Goodreads Monday is a weekly meme where we randomly select a book from our Goodreads To Be Read list and share it with the world. It’s been hosted by Lauren’s Page Turners, but I’m not sure if that blog is active anymore. Please enjoy this preview of what I want to read in the future!


Alaric the Goth: An Outsider’s History of the Fall of Rome
by Douglas Boin
Nonfiction/History
272 pages
Published June, 2020, by W.W. Norton Company

From Goodreads: Stigmatized and relegated to the margins of Roman society, the Goths were violent “barbarians” who destroyed “civilization,” at least in the conventional story of Rome’s collapse. But a slight shift of perspective brings their history, and ours, shockingly alive.

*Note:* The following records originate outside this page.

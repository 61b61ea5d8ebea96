//! Scrolling time-window buffer for the live motion trace.
//!
//! The renderer shows a sweep-style trace: a marker advances across a fixed
//! window, new points fill in behind it, and what is left of the previous
//! window shrinks ahead of it. Two point generations alternate to make that
//! cheap - when time passes the right edge of the active window the
//! generations swap, the newly active one is cleared, and the now-standby
//! generation is eaten from the front as the marker approaches, rather than
//! vanishing in one cut.
//!
//! Generations are deques so eviction pops from the front in O(evicted)
//! instead of shifting the series. Appends, purges, and snapshots each take
//! one short lock; the producer and the renderer never contend for longer
//! than a copy of one window's points.

use std::collections::VecDeque;
use std::sync::Mutex;

use anyhow::{anyhow, Result};

/// Fraction of the window width that standby points are allowed to trail
/// behind the visible window before being purged.
const PURGE_MARGIN_FRAC: f64 = 0.05;

/// One plotted point. `event` marks samples that fired a detection.
#[derive(Clone, Copy, Debug, PartialEq)]
pub struct TracePoint {
    pub time: f64,
    pub value: f64,
    pub event: bool,
}

/// Read-only copy of both generations for the renderer.
#[derive(Clone, Debug)]
pub struct TraceSnapshot {
    pub active: Vec<TracePoint>,
    pub standby: Vec<TracePoint>,
    /// Left edge of the active window (seconds).
    pub window_start: f64,
    pub window_width: f64,
}

impl TraceSnapshot {
    pub fn total_points(&self) -> usize {
        self.active.len() + self.standby.len()
    }
}

struct TraceInner {
    active: VecDeque<TracePoint>,
    standby: VecDeque<TracePoint>,
    active_start: f64,
}

/// Double-buffered scrolling point series. Mutated only by the pipeline
/// thread; snapshotted by the renderer on its own schedule.
pub struct ScrollingWindowBuffer {
    inner: Mutex<TraceInner>,
    window_width: f64,
}

impl ScrollingWindowBuffer {
    /// `window_width` is the visible trace span in seconds; must be positive.
    pub fn new(window_width: f64) -> Result<Self> {
        if !(window_width > 0.0) {
            return Err(anyhow!(
                "trace window width must be positive, got {}",
                window_width
            ));
        }
        Ok(Self {
            inner: Mutex::new(TraceInner {
                active: VecDeque::new(),
                standby: VecDeque::new(),
                active_start: 0.0,
            }),
            window_width,
        })
    }

    pub fn window_width(&self) -> f64 {
        self.window_width
    }

    /// Append a point to the active generation, swapping generations when
    /// `time` passes the right edge of the active window.
    ///
    /// Times must be non-decreasing (single producer). A gap larger than one
    /// window drops both generations: nothing recorded before the gap can
    /// still be visible.
    pub fn push(&self, time: f64, value: f64, event: bool) -> Result<()> {
        let mut guard = self
            .inner
            .lock()
            .map_err(|_| anyhow!("trace buffer lock poisoned"))?;
        let inner = &mut *guard;
        let w = self.window_width;

        if time > inner.active_start + w {
            std::mem::swap(&mut inner.active, &mut inner.standby);
            inner.active.clear();
            inner.active_start += w;
            if time > inner.active_start + w {
                inner.standby.clear();
                while time > inner.active_start + w {
                    inner.active_start += w;
                }
            }
        }

        inner.active.push_back(TracePoint { time, value, event });
        Ok(())
    }

    /// Evict standby points that have scrolled past the trailing margin,
    /// so the old trace shrinks gradually instead of disappearing at the
    /// swap. Bounded by the points actually evicted.
    pub fn purge_expired(&self, now: f64) -> Result<()> {
        let cutoff = now - self.window_width * (1.0 - PURGE_MARGIN_FRAC);
        let mut inner = self
            .inner
            .lock()
            .map_err(|_| anyhow!("trace buffer lock poisoned"))?;
        while inner.standby.front().is_some_and(|p| p.time <= cutoff) {
            inner.standby.pop_front();
        }
        Ok(())
    }

    /// Copy both generations for rendering. Points are inserted whole under
    /// the same lock, so a snapshot never observes a torn append.
    pub fn snapshot(&self) -> Result<TraceSnapshot> {
        let inner = self
            .inner
            .lock()
            .map_err(|_| anyhow!("trace buffer lock poisoned"))?;
        Ok(TraceSnapshot {
            active: inner.active.iter().copied().collect(),
            standby: inner.standby.iter().copied().collect(),
            window_start: inner.active_start,
            window_width: self.window_width,
        })
    }
}

// ----------------------------------------------------------------------------
// Tests
// ----------------------------------------------------------------------------

#[cfg(test)]
mod tests {
    use super::*;

    #[test]
    fn points_accumulate_in_active_generation() {
        let buf = ScrollingWindowBuffer::new(10.0).unwrap();
        for i in 0..5 {
            buf.push(i as f64, i as f64 * 2.0, false).unwrap();
        }
        let snap = buf.snapshot().unwrap();
        assert_eq!(snap.active.len(), 5);
        assert!(snap.standby.is_empty());
        assert_eq!(snap.window_start, 0.0);
    }

    #[test]
    fn crossing_the_window_edge_swaps_generations() {
        let buf = ScrollingWindowBuffer::new(1.0).unwrap();
        buf.push(0.5, 1.0, false).unwrap();
        buf.push(1.2, 2.0, true).unwrap();

        let snap = buf.snapshot().unwrap();
        assert_eq!(snap.window_start, 1.0);
        assert_eq!(snap.active.len(), 1);
        assert_eq!(snap.active[0].time, 1.2);
        assert!(snap.active[0].event);
        // Previous window retained as standby, not cleared.
        assert_eq!(snap.standby.len(), 1);
        assert_eq!(snap.standby[0].time, 0.5);
    }

    #[test]
    fn active_points_stay_within_active_window() {
        let buf = ScrollingWindowBuffer::new(2.0).unwrap();
        let mut t = 0.0;
        while t < 7.0 {
            buf.push(t, 1.0, false).unwrap();
            let snap = buf.snapshot().unwrap();
            for p in &snap.active {
                assert!(p.time >= snap.window_start, "{} < {}", p.time, snap.window_start);
                assert!(p.time <= snap.window_start + 2.0);
            }
            t += 0.1;
        }
    }

    #[test]
    fn purge_shrinks_standby_gradually() {
        let buf = ScrollingWindowBuffer::new(1.0).unwrap();
        let mut t = 0.0;
        while t <= 0.9 {
            buf.push(t, 1.0, false).unwrap();
            t += 0.1;
        }
        buf.push(1.05, 1.0, false).unwrap(); // swap; old window on standby

        // Just after the swap the margin keeps everything but the very
        // oldest points.
        buf.purge_expired(1.05).unwrap();
        let early = buf.snapshot().unwrap().standby.len();
        assert!(early > 0);

        // Later in the window, more of the standby trace has expired.
        buf.purge_expired(1.6).unwrap();
        let later = buf.snapshot().unwrap().standby.len();
        assert!(later < early, "{} !< {}", later, early);

        // Nothing older than the trailing margin survives a purge.
        let snap = buf.snapshot().unwrap();
        for p in snap.standby.iter().chain(snap.active.iter()) {
            assert!(p.time > 1.6 - 1.0 * (1.0 - PURGE_MARGIN_FRAC) - 1e-9);
        }
    }

    #[test]
    fn combined_size_stays_bounded_across_many_windows() {
        // 3x the window width of points at a fixed cadence must never grow
        // past ~two generations' worth.
        let width = 1.0;
        let step = 0.01;
        let per_window = (width / step) as usize;
        let buf = ScrollingWindowBuffer::new(width).unwrap();

        let mut t = 0.0;
        let mut max_points = 0;
        while t < 3.0 * width {
            buf.push(t, (t * 10.0).sin(), false).unwrap();
            buf.purge_expired(t).unwrap();
            max_points = max_points.max(buf.snapshot().unwrap().total_points());
            t += step;
        }
        assert!(
            max_points <= 2 * per_window + 2,
            "snapshot grew to {} points",
            max_points
        );
    }

    #[test]
    fn gap_larger_than_a_window_drops_stale_points() {
        let buf = ScrollingWindowBuffer::new(1.0).unwrap();
        buf.push(0.1, 1.0, false).unwrap();
        buf.push(5.3, 2.0, false).unwrap();

        let snap = buf.snapshot().unwrap();
        assert_eq!(snap.window_start, 5.0);
        assert_eq!(snap.active.len(), 1);
        assert!(snap.standby.is_empty());
    }

    #[test]
    fn rejects_non_positive_window() {
        assert!(ScrollingWindowBuffer::new(0.0).is_err());
        assert!(ScrollingWindowBuffer::new(-1.0).is_err());
        assert!(ScrollingWindowBuffer::new(f64::NAN).is_err());
    }
}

Alaric grew up near the river border that separated Gothic territory from Roman. He survived a border policy that separated migrant children from their parents, and he was denied benefits he likely expected from military service. Romans were deeply conflicted over who should enjoy the privileges of citizenship. They wanted to buttress their global power, but were insecure about Roman identity; they depended on foreign goods, but scoffed at and denied foreigners their own voices and humanity. In stark contrast to the rising bigotry, intolerance, and zealotry among Romans during Alaric’s lifetime, the Goths, as practicing Christians, valued religious pluralism and tolerance. The marginalized Goths, marked by history as frightening harbingers of destruction and of the Dark Ages, preserved virtues of the ancient world that we take for granted.

The three nights of riots Alaric and the Goths brought to the capital struck fear into the hearts of the powerful, but the riots were not without cause. Combining vivid storytelling and historical analysis, Douglas Boin reveals the Goths’ complex and fascinating legacy in shaping our world.


It’s history, but from a different perspective. We always hear that ‘history is written by the victors’, but the only thing we hear about the victorious Goths is that they destroyed Roman civilization. Which isn’t quite true. Rome had spent a long time slowly self-destructing by the time Alaric came along. He just helped speed up the process.

And anyway. Who doesn’t want to read about Goths?

3 thoughts on “Goodreads Monday: Alaric the Goth

  1. I do sometimes really enjoy these history reads, though I’m finding I’m generally better off with those geared towards a more general audience. I’m currently reading one on Thebes and it reads much more like a textbook so I’m finding it difficult to get into. I’ll be curious to read your thoughts on this one if you read it.